Hint: We can always express a physical quantity with some power of dimension of fundamental quantities. Then, we can equate both sides, using the principle of homogeneity of dimension on both sides of the equation.
Principle of homogeneity says that in any verified and valid physical equation the dimension of both sides of the equation should be the same.
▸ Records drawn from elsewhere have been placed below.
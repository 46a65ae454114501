use crate::calendar::{AcademicYearCalendar, EventType};
use crate::catalog::{StudyClass, Track};
use chrono::NaiveDate;
use serde::Serialize;

#[derive(Debug, Clone, Copy, PartialEq, Eq, Serialize)]
#[serde(rename_all = "snake_case")]
pub enum EditReason {
    NoCalendar,
    ClassNotInCurrentYear,
    ExamSession,
    SemesterEndWindow,
    SemesterEndedForGrade,
    InsideSemester,
    OutsideSemesters,
}

impl EditReason {
    pub fn message(self) -> &'static str {
        match self {
            EditReason::NoCalendar => "There is no academic calendar for the current year.",
            EditReason::ClassNotInCurrentYear => {
                "The study class does not belong to the current academic year."
            }
            EditReason::ExamSession => {
                "Grades and absences cannot be changed during Corigente or Diferente."
            }
            EditReason::SemesterEndWindow => "Inside the semester end window for this grade.",
            EditReason::SemesterEndedForGrade => "The second semester has ended for this grade.",
            EditReason::InsideSemester => "Inside a semester.",
            EditReason::OutsideSemesters => {
                "Grades and absences can only be changed during the semesters."
            }
        }
    }
}

#[derive(Debug, Clone, Copy, PartialEq, Eq, Serialize)]
#[serde(rename_all = "camelCase")]
pub struct EditWindow {
    pub allowed: bool,
    pub reason: EditReason,
    /// Semester the edit is attributed to when allowed.
    pub semester: Option<u8>,
}

impl EditWindow {
    fn denied(reason: EditReason) -> Self {
        Self {
            allowed: false,
            reason,
            semester: None,
        }
    }

    fn allowed(reason: EditReason, semester: u8) -> Self {
        Self {
            allowed: true,
            reason,
            semester: Some(semester),
        }
    }
}

/// The second-semester-end event type that closes the year early for a class,
/// if its grade has one.
pub fn semester_end_type_for(class: &StudyClass) -> Option<EventType> {
    match (class.class_grade, class.track) {
        (8, _) => Some(EventType::SecondSemesterEndViiiGrade),
        (12 | 13, _) => Some(EventType::SecondSemesterEndXiiGrade),
        (9..=11, Track::Technological) => Some(EventType::SecondSemesterEndTechnological),
        _ => None,
    }
}

/// Decides whether grades and absences of `class` may be changed on `today`.
pub fn edit_window(
    class: &StudyClass,
    today: NaiveDate,
    calendar: Option<&AcademicYearCalendar>,
) -> EditWindow {
    let Some(calendar) = calendar else {
        return EditWindow::denied(EditReason::NoCalendar);
    };
    if class.academic_year != calendar.academic_year {
        return EditWindow::denied(EditReason::ClassNotInCurrentYear);
    }

    let in_exam_session = calendar
        .events_of_type(EventType::Corigente)
        .chain(calendar.events_of_type(EventType::Diferente))
        .any(|e| e.contains(today));
    if in_exam_session {
        return EditWindow::denied(EditReason::ExamSession);
    }

    if let Some(end_type) = semester_end_type_for(class) {
        if let Some(end_event) = calendar.events_of_type(end_type).next() {
            if end_event.contains(today) {
                return EditWindow::allowed(EditReason::SemesterEndWindow, 2);
            }
            if today > end_event.ends_at && calendar.second_semester.contains(today) {
                return EditWindow::denied(EditReason::SemesterEndedForGrade);
            }
        }
    }

    match calendar.semester_for(today) {
        Some(semester) => EditWindow::allowed(EditReason::InsideSemester, semester),
        None => EditWindow::denied(EditReason::OutsideSemesters),
    }
}

/// Dates an entry allowed by `window` may carry: the semester it is filed
/// under, or from the second semester start to the end of the grade's
/// semester-end event inside that window.
pub fn filing_period(
    class: &StudyClass,
    window: &EditWindow,
    calendar: &AcademicYearCalendar,
) -> Option<(NaiveDate, NaiveDate)> {
    if !window.allowed {
        return None;
    }
    let first = &calendar.first_semester;
    let second = &calendar.second_semester;
    match (window.reason, window.semester) {
        (EditReason::SemesterEndWindow, _) => {
            let end_type = semester_end_type_for(class)?;
            let end_event = calendar.events_of_type(end_type).next()?;
            Some((second.starts_at, end_event.ends_at))
        }
        (_, Some(1)) => Some((first.starts_at, first.ends_at)),
        (_, Some(2)) => Some((second.starts_at, second.ends_at)),
        _ => None,
    }
}
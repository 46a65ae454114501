use crate::ipc::helpers::{db_query_failed, db_write_failed, with_conn, HandlerErr};
use crate::ipc::types::{AppState, Request};
use crate::settings::{self, SettingsSection};
use rusqlite::Connection;
use serde_json::{json, Map, Value};

fn setup_get(conn: &Connection, _params: &Value) -> Result<Value, HandlerErr> {
    let mut out = Map::new();
    for section in SettingsSection::ALL {
        let v = settings::load_section(conn, section).map_err(db_query_failed)?;
        out.insert(section.name().to_string(), v);
    }
    Ok(Value::Object(out))
}

fn setup_update(conn: &Connection, params: &Value) -> Result<Value, HandlerErr> {
    let Some(section_raw) = params.get("section").and_then(|v| v.as_str()) else {
        return Err(HandlerErr::bad_params("missing section"));
    };
    let Some(section) = SettingsSection::parse(section_raw) else {
        return Err(HandlerErr::bad_params("unknown section"));
    };
    let Some(patch_obj) = params.get("patch").and_then(|v| v.as_object()) else {
        return Err(HandlerErr::bad_params("patch must be an object"));
    };

    let mut current = settings::load_section(conn, section).map_err(db_query_failed)?;
    settings::merge_section_patch(section, &mut current, patch_obj)
        .map_err(HandlerErr::bad_params)?;
    settings::save_section(conn, section, &current).map_err(db_write_failed)?;
    tracing::info!(section = section.name(), "settings updated");
    let mut out = Map::new();
    out.insert("ok".to_string(), json!(true));
    out.insert(section.name().to_string(), current);
    Ok(Value::Object(out))
}

pub fn try_handle(state: &mut AppState, req: &Request) -> Option<Value> {
    match req.method.as_str() {
        "setup.get" => Some(with_conn(state, req, setup_get)),
        "setup.update" => Some(with_conn(state, req, setup_update)),
        _ => None,
    }
}
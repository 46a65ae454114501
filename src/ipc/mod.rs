mod error;
mod handlers;
mod helpers;
mod router;
mod types;

pub use router::handle_request;
pub use types::{AppState, Request};
pub use handlers::core::select_workspace;
mod calendar;
mod catalog;
mod db;
mod gate;
mod ipc;
mod risk;
mod settings;
mod store;

use std::io::{self, BufRead, Write};
use std::path::PathBuf;
use tracing_subscriber::{layer::SubscriberExt, util::SubscriberInitExt, EnvFilter};

const LOG_ENV: &str = "SCHOOLCALD_LOG";
const LOG_FORMAT_ENV: &str = "SCHOOLCALD_LOG_FORMAT";
const WORKSPACE_ENV: &str = "SCHOOLCALD_WORKSPACE";

// stdout carries the protocol; logs go to stderr.
fn init_tracing() {
    let filter = EnvFilter::try_from_env(LOG_ENV)
        .or_else(|_| EnvFilter::try_from_default_env())
        .unwrap_or_else(|_| EnvFilter::new("info"));
    let json_logs = std::env::var(LOG_FORMAT_ENV)
        .map(|v| v.eq_ignore_ascii_case("json"))
        .unwrap_or(false);

    if json_logs {
        tracing_subscriber::registry()
            .with(filter)
            .with(tracing_subscriber::fmt::layer().json().with_writer(io::stderr))
            .init();
    } else {
        tracing_subscriber::registry()
            .with(filter)
            .with(tracing_subscriber::fmt::layer().with_writer(io::stderr))
            .init();
    }
}

fn main() {
    init_tracing();
    tracing::info!("schoolcald v{} starting", env!("CARGO_PKG_VERSION"));

    let mut state = ipc::AppState::default();
    if let Ok(path) = std::env::var(WORKSPACE_ENV) {
        if let Err(e) = ipc::select_workspace(&mut state, PathBuf::from(&path)) {
            tracing::error!(workspace = %path, error = ?e, "could not open startup workspace");
        }
    }

    let stdin = io::stdin();
    let mut stdout = io::stdout();

    for line in stdin.lock().lines() {
        let line = match line {
            Ok(v) => v,
            Err(e) => {
                tracing::error!(error = %e, "stdin closed");
                break;
            }
        };
        if line.trim().is_empty() {
            continue;
        }

        let req: ipc::Request = match serde_json::from_str(&line) {
            Ok(v) => v,
            Err(e) => {
                // Can't reply without id.
                tracing::warn!(error = %e, "malformed request");
                let resp = serde_json::json!({
                    "ok": false,
                    "error": { "code": "bad_json", "message": e.to_string() }
                });
                let _ = writeln!(stdout, "{}", resp);
                let _ = stdout.flush();
                continue;
            }
        };

        let resp = ipc::handle_request(&mut state, req);
        let _ = writeln!(
            stdout,
            "{}",
            serde_json::to_string(&resp).unwrap_or_else(|_| "{\"ok\":false}".to_string())
        );
        let _ = stdout.flush();
    }
    tracing::info!("schoolcald exiting");
}
mod test_support;

use serde_json::json;
use test_support::{
    calendar_2020, error_code, field_messages, open_workspace, request, request_ok, spawn_sidecar,
};

#[test]
fn create_stores_calendar_with_week_counters() {
    let (mut child, mut stdin, mut reader) = spawn_sidecar();
    let _ = open_workspace(&mut stdin, &mut reader, "schoolcal-create");

    let created = request_ok(
        &mut stdin,
        &mut reader,
        "1",
        "calendars.create",
        calendar_2020(),
    );
    let cal = created.get("calendar").expect("calendar");
    assert_eq!(cal.get("academicYear").and_then(|v| v.as_i64()), Some(2020));

    let first = cal.get("firstSemester").expect("firstSemester");
    assert_eq!(first.get("startsAt").and_then(|v| v.as_str()), Some("2020-09-14"));
    assert_eq!(first.get("weeksCount").and_then(|v| v.as_u64()), Some(20));
    assert_eq!(first.get("workingWeeksCount").and_then(|v| v.as_u64()), Some(16));
    let first_events = first.get("events").and_then(|v| v.as_array()).expect("events");
    assert_eq!(first_events.len(), 2);
    assert!(first_events
        .iter()
        .any(|e| e.get("name").and_then(|v| v.as_str()) == Some("Winter holiday")));
    // Unnamed events take their type label.
    assert!(first_events
        .iter()
        .any(|e| e.get("name").and_then(|v| v.as_str()) == Some("Holiday")));

    let year_events = cal.get("events").and_then(|v| v.as_array()).expect("year events");
    assert_eq!(year_events.len(), 1);
    assert_eq!(
        year_events[0].get("eventType").and_then(|v| v.as_str()),
        Some("corigente")
    );

    let fetched = request_ok(
        &mut stdin,
        &mut reader,
        "2",
        "calendars.get",
        json!({ "academicYear": 2020 }),
    );
    assert_eq!(fetched.get("calendar"), Some(cal));

    let dup = request(&mut stdin, &mut reader, "3", "calendars.create", calendar_2020());
    assert_eq!(error_code(&dup), Some("conflict"));

    let _ = child.kill();
}

#[test]
fn second_semester_must_start_after_first_ends() {
    let (mut child, mut stdin, mut reader) = spawn_sidecar();
    let _ = open_workspace(&mut stdin, &mut reader, "schoolcal-order");

    let mut payload = calendar_2020();
    payload["firstSemester"] = json!({
        "startsAt": "2020-09-14",
        "endsAt": "2021-02-20",
        "events": []
    });
    let resp = request(&mut stdin, &mut reader, "1", "calendars.create", payload);
    assert_eq!(error_code(&resp), Some("validation_failed"));
    assert_eq!(
        field_messages(&resp, "secondSemester.startsAt"),
        vec!["Second semester must start after the end of the first semester.".to_string()]
    );
    let nested = resp
        .pointer("/error/details/fields/secondSemester/startsAt/0")
        .and_then(|v| v.as_str());
    assert_eq!(
        nested,
        Some("Second semester must start after the end of the first semester.")
    );

    // Nothing was stored.
    let listed = request_ok(&mut stdin, &mut reader, "2", "calendars.list", json!({}));
    assert_eq!(
        listed.get("calendars").and_then(|v| v.as_array()).map(|a| a.len()),
        Some(0)
    );

    let _ = child.kill();
}

#[test]
fn create_reports_dates_bounds_and_overlap() {
    let (mut child, mut stdin, mut reader) = spawn_sidecar();
    let _ = open_workspace(&mut stdin, &mut reader, "schoolcal-bounds");

    let mut payload = calendar_2020();
    payload["firstSemester"]["events"] = json!([
        { "eventType": "holiday", "startsAt": "2020-11-10", "endsAt": "2020-11-01" },
        { "eventType": "holiday", "startsAt": "2020-09-01", "endsAt": "2020-09-20" },
        { "eventType": "holiday", "startsAt": "2020-12-21", "endsAt": "2021-01-03" },
        { "eventType": "holiday", "startsAt": "2021-01-02", "endsAt": "2021-01-10" }
    ]);
    payload["events"] = json!([
        { "eventType": "diferente", "startsAt": "2021-08-20", "endsAt": "2021-09-05" }
    ]);

    let resp = request(&mut stdin, &mut reader, "1", "calendars.create", payload);
    assert_eq!(error_code(&resp), Some("validation_failed"));
    assert_eq!(
        field_messages(&resp, "firstSemester.events.0.startsAt"),
        vec!["The start date must be before the end date.".to_string()]
    );
    assert_eq!(
        field_messages(&resp, "firstSemester.events.1.nonFieldErrors"),
        vec!["The event must be between the semester's start and end dates.".to_string()]
    );
    assert_eq!(
        field_messages(&resp, "firstSemester.events.nonFieldErrors"),
        vec!["Events cannot overlap.".to_string()]
    );
    assert_eq!(
        field_messages(&resp, "events.0.nonFieldErrors"),
        vec![
            "The event must be between the end of the second semester and the end of the academic year."
                .to_string()
        ]
    );

    let _ = child.kill();
}

#[test]
fn touching_events_do_not_overlap() {
    let (mut child, mut stdin, mut reader) = spawn_sidecar();
    let _ = open_workspace(&mut stdin, &mut reader, "schoolcal-touching");

    let mut payload = calendar_2020();
    payload["firstSemester"]["events"] = json!([
        { "eventType": "holiday", "startsAt": "2020-12-21", "endsAt": "2021-01-03" },
        { "eventType": "holiday", "startsAt": "2021-01-03", "endsAt": "2021-01-10" }
    ]);
    let _ = request_ok(&mut stdin, &mut reader, "1", "calendars.create", payload);

    let _ = child.kill();
}

#[test]
fn create_rejects_unknown_ids_and_bad_year() {
    let (mut child, mut stdin, mut reader) = spawn_sidecar();
    let _ = open_workspace(&mut stdin, &mut reader, "schoolcal-ids");

    let mut payload = calendar_2020();
    payload["firstSemester"]["id"] = json!("not-a-stored-semester");
    payload["events"][0]["id"] = json!("not-a-stored-event");
    let resp = request(&mut stdin, &mut reader, "1", "calendars.create", payload);
    assert_eq!(error_code(&resp), Some("validation_failed"));
    assert_eq!(
        field_messages(&resp, "firstSemester.id"),
        vec!["The semester must belong to this academic year.".to_string()]
    );
    assert_eq!(
        field_messages(&resp, "events.0.id"),
        vec!["The event must belong to the academic year.".to_string()]
    );

    let mut bad_year = calendar_2020();
    bad_year["academicYear"] = json!("twenty");
    let resp = request(&mut stdin, &mut reader, "2", "calendars.create", bad_year);
    assert_eq!(error_code(&resp), Some("bad_params"));

    let _ = child.kill();
}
Complete step by step answer:
We know, in terms of fundamental quantities: dimension of
$\left[ C \right] = \left[ {L{T^{ - 1}}} \right]$ …… (1)
$\left[ h \right] = \left[ {{L^2}{T^{ - 1}}M} \right]$ …… (2)
$\left[ T \right] = \left[ T \right]$ (same) …… (3)

Step 1:
We can write any physical quantity in terms of considered fundamental quantities dimensions.
Therefore, $\left[ M \right] = \left[ {{T^a}{C^b}{h^c}} \right]$ …… (4)
Where, a,b and c are arbitrary numbers.

Step 2:
Replace values from equation (1), (2) and (3) in equation (4) we get-
$\left[ M \right] = \left[ {{T^a}{{\left[ {L{T^{ - 1}}} \right]}^b}{{\left[ {{L^2}{T^{ - 1}}M} \right]}^c}} \right]$
Simplifying and rearranging variables we get-
$\left[ M \right] = \left[ {{T^{a - b - c}}{L^{b + 2c}}{M^c}} \right]$ …… (5)
Step 3:
Using principle of homogeneity, and equating powers of same base from both sides we get set of three linear equations-
c=1 …… (6)
a-b-c=0 …… (7)
b+2c=0 …… (8)
Step 4:
On solving (6), (7) and (8) we will get: a=1, b=-2 and c=1
On replacing values of a, b and c in equation (4) we will get dimension of M in terms of angular momentum, velocity and time taken as fundamental quantity:
After replacing we get $\left[ M \right] = \left[ {T{C^{ - 2}}h} \right]$
Correct Answer:
(d) $\left[ M \right] = \left[ {T{C^{ - 2}}h} \right]$

Note: Dimensional analysis can be used to verify the correctness of physical laws. Principle of dimensional homogeneity is used in various physical phenomena to predict the new physical quantities in classical physicals (even without knowing much about the underlying physics behind). It would be an empirical guess but very reliable.